Look through the data below for the string "HumanCsf", and copy every line where it turns up.
Start of Excerpted data
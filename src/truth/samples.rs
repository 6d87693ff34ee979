//! Lab sample and environmental site truth tables

use rand::seq::SliceRandom;
use rand::Rng;
use rand_chacha::ChaCha8Rng;
use serde::{Deserialize, Serialize};

use crate::core::types::{BreedingIndex, PigDensity, SampleId, SampleType, SiteId, VillageId};
use crate::truth::individual::Individual;
use crate::truth::village::Village;

/// Ground truth behind simulated test results; never shown to the player
#[derive(Debug, Clone, PartialEq, Serialize, Deserialize)]
pub struct LabSample {
    pub id: SampleId,
    pub sample_type: SampleType,
    pub village_id: VillageId,
    pub true_positive: bool,
}

#[derive(Debug, Clone, Copy, PartialEq, Eq, Serialize, Deserialize)]
#[serde(rename_all = "snake_case")]
pub enum SiteType {
    RicePaddy,
    IrrigationCanal,
    PigPen,
    HouseholdContainers,
}

#[derive(Debug, Clone, PartialEq, Serialize, Deserialize)]
pub struct EnvironmentalSite {
    pub id: SiteId,
    pub site_type: SiteType,
    pub village_id: VillageId,
    pub breeding_index: BreedingIndex,
    pub vector_present: bool,
    pub virus_positive: bool,
}

/// Community sera drawn per village in addition to case sera
const COMMUNITY_SERA: usize = 3;
const PIG_SAMPLES: usize = 5;
const MOSQUITO_POOLS: usize = 3;

fn mosquito_positivity(village: &Village) -> f64 {
    if !village.has_rice_paddies {
        return 0.05;
    }
    match village.pig_density {
        PigDensity::High => 0.6,
        PigDensity::Moderate => 0.4,
        PigDensity::Low => 0.15,
        PigDensity::None => 0.05,
    }
}

/// Generate the lab truth table
///
/// Human CSF comes from severe cases (a suspected-case negative stands in
/// when a village has none), serum from every case plus a few residents,
/// pig serum by seroprevalence and mosquito pools by habitat.
pub fn generate_lab_samples(
    villages: &[Village],
    individuals: &[Individual],
    rng: &mut ChaCha8Rng,
) -> Vec<LabSample> {
    let mut samples = Vec::new();
    let mut push = |sample_type: SampleType, village_id: VillageId, true_positive: bool| {
        let id = SampleId(format!("LS-{:03}", samples.len() + 1));
        samples.push(LabSample { id, sample_type, village_id, true_positive });
    };

    for village in villages {
        let residents: Vec<&Individual> =
            individuals.iter().filter(|i| i.village_id == village.id).collect();

        let severe = residents.iter().filter(|i| i.severe_neuro()).count();
        if severe == 0 {
            push(SampleType::HumanCsf, village.id, false);
        }
        for _ in 0..severe {
            push(SampleType::HumanCsf, village.id, true);
        }

        for _ in residents.iter().filter(|i| i.symptomatic()) {
            push(SampleType::HumanSerum, village.id, true);
        }
        for person in residents.choose_multiple(rng, COMMUNITY_SERA) {
            push(SampleType::HumanSerum, village.id, person.infected);
        }

        if village.pig_density != PigDensity::None {
            let p = village.pig_density.pig_seroprevalence();
            for _ in 0..PIG_SAMPLES {
                push(SampleType::PigSerum, village.id, rng.gen_bool(p));
            }
        }

        let p = mosquito_positivity(village);
        for _ in 0..MOSQUITO_POOLS {
            push(SampleType::MosquitoPool, village.id, rng.gen_bool(p));
        }
    }

    samples
}

/// Static environmental survey derived from village attributes
pub fn environmental_sites(villages: &[Village]) -> Vec<EnvironmentalSite> {
    let mut sites = Vec::new();

    for village in villages {
        let mut add = |site_type, breeding_index, vector_present, virus_positive| {
            let n = sites.iter().filter(|s: &&EnvironmentalSite| s.village_id == village.id).count();
            sites.push(EnvironmentalSite {
                id: SiteId(format!("ES-{}-{:02}", village.id, n + 1)),
                site_type,
                village_id: village.id,
                breeding_index,
                vector_present,
                virus_positive,
            });
        };

        let amplified = village.pig_density >= PigDensity::Moderate;

        if village.has_rice_paddies {
            add(SiteType::RicePaddy, BreedingIndex::High, true, amplified);
            add(SiteType::IrrigationCanal, BreedingIndex::Medium, true, false);
        }

        if village.pig_density != PigDensity::None {
            let breeding = if village.has_rice_paddies {
                BreedingIndex::Medium
            } else {
                BreedingIndex::Low
            };
            add(
                SiteType::PigPen,
                breeding,
                village.has_rice_paddies,
                village.has_rice_paddies && village.pig_density == PigDensity::High,
            );
        }

        add(SiteType::HouseholdContainers, BreedingIndex::Low, false, false);
    }

    sites
}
End of Excerpted data
## [Solution for this exercise]
            push(SampleType::HumanCsf, village.id, false);
            push(SampleType::HumanCsf, village.id, true);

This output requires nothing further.